• Instructions to follow:
Among the entries, find each line that includes the string "RotaryListener" and list it.

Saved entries
▶

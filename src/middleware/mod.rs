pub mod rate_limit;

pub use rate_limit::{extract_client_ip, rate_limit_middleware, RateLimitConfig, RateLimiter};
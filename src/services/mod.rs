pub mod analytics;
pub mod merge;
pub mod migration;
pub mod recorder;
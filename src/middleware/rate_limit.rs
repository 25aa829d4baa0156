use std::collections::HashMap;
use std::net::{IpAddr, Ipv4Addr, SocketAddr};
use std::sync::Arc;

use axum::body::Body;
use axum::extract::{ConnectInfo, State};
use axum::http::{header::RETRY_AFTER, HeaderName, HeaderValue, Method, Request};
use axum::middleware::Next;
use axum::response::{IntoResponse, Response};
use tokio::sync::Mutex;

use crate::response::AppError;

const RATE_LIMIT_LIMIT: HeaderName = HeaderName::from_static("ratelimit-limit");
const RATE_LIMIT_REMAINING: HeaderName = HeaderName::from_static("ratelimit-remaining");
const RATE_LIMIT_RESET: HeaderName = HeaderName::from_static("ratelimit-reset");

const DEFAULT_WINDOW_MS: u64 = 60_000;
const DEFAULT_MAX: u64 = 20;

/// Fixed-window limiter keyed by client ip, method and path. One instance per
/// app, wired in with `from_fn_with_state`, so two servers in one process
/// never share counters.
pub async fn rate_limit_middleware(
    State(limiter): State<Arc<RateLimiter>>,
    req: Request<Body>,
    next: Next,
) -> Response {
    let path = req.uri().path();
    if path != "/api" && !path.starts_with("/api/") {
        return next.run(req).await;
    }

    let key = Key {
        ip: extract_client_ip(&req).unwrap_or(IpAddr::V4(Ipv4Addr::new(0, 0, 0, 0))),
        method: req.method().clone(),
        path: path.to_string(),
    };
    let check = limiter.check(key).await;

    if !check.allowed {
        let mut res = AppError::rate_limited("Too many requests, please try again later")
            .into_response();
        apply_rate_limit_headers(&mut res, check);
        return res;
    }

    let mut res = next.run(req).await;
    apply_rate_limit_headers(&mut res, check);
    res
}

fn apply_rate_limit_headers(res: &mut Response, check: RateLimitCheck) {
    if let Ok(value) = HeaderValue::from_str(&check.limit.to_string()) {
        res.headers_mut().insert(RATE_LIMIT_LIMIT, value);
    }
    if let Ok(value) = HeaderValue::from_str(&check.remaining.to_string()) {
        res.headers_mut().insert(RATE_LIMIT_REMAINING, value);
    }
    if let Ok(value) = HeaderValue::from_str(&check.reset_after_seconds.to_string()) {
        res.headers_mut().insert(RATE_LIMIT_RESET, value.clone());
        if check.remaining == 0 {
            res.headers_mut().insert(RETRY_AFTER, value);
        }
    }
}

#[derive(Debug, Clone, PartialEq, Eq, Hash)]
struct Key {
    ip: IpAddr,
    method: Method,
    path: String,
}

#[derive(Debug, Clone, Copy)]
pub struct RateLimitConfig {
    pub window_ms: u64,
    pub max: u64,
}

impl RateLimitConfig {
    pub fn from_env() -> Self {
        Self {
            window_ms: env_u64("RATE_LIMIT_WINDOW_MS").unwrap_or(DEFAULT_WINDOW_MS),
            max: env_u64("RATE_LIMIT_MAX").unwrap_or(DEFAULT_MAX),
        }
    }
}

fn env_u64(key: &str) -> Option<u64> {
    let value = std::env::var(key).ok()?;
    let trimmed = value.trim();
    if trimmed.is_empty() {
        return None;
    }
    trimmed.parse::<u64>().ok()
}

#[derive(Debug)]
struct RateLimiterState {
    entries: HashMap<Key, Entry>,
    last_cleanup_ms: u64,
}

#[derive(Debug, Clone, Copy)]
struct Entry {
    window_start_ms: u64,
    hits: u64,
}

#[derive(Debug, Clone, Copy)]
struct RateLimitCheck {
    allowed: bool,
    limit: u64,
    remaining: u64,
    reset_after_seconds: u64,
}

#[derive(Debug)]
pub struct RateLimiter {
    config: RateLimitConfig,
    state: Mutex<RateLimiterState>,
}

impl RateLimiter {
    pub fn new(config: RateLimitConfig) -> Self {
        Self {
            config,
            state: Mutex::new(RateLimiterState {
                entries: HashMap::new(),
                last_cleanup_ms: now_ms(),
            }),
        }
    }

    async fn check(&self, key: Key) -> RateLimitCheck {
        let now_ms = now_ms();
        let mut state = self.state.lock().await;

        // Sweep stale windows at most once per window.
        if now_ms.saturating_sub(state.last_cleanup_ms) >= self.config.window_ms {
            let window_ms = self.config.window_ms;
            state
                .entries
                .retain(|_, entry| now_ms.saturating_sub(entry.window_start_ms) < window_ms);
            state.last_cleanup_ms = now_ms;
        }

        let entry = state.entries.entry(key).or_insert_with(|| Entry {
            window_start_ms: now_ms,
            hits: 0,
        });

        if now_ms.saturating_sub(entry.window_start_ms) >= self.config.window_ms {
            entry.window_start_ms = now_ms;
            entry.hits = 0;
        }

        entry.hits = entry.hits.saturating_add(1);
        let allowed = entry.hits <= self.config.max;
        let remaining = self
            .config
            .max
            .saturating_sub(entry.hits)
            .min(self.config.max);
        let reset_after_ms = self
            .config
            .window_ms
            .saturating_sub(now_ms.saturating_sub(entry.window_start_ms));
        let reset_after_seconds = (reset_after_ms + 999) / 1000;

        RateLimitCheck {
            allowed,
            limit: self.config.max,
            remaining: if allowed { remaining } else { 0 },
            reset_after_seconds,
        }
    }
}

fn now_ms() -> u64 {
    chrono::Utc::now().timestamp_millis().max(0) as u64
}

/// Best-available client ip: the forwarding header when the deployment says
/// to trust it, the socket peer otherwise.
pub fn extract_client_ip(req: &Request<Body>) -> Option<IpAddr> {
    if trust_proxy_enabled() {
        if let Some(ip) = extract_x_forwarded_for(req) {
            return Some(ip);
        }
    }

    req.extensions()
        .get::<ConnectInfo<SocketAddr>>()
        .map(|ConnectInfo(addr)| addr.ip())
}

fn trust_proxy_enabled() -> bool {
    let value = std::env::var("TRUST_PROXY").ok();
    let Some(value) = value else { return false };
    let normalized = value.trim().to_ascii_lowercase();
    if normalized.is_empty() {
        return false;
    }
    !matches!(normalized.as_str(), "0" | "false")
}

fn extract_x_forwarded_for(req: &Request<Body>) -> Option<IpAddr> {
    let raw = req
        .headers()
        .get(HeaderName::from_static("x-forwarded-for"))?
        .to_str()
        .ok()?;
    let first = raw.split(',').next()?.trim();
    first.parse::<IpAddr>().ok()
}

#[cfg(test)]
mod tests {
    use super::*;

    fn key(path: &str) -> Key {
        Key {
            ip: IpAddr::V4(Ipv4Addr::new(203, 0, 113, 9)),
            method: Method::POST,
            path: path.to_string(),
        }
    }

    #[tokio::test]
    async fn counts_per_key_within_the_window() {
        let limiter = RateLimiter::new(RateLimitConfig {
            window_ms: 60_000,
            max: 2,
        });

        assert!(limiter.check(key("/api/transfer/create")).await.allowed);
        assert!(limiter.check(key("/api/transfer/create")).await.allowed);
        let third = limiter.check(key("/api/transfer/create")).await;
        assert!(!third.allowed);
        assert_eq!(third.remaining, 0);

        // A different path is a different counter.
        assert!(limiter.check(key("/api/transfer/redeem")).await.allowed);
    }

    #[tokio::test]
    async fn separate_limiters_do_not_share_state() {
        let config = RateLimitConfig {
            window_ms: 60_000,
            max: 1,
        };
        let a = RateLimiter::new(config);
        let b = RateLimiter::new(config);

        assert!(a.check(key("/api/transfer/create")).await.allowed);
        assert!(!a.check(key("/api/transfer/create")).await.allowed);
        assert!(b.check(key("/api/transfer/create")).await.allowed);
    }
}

◀
▶

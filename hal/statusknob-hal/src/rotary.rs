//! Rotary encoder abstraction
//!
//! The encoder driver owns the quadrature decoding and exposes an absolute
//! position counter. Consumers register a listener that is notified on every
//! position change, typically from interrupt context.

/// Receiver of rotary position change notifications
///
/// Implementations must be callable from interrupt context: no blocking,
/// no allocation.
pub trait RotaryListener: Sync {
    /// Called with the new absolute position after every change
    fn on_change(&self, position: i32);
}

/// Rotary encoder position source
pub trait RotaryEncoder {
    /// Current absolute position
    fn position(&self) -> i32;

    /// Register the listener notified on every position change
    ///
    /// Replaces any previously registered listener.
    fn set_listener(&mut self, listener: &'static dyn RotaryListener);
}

◀

• The answer:
pub trait RotaryListener: Sync {
    fn set_listener(&mut self, listener: &'static dyn RotaryListener);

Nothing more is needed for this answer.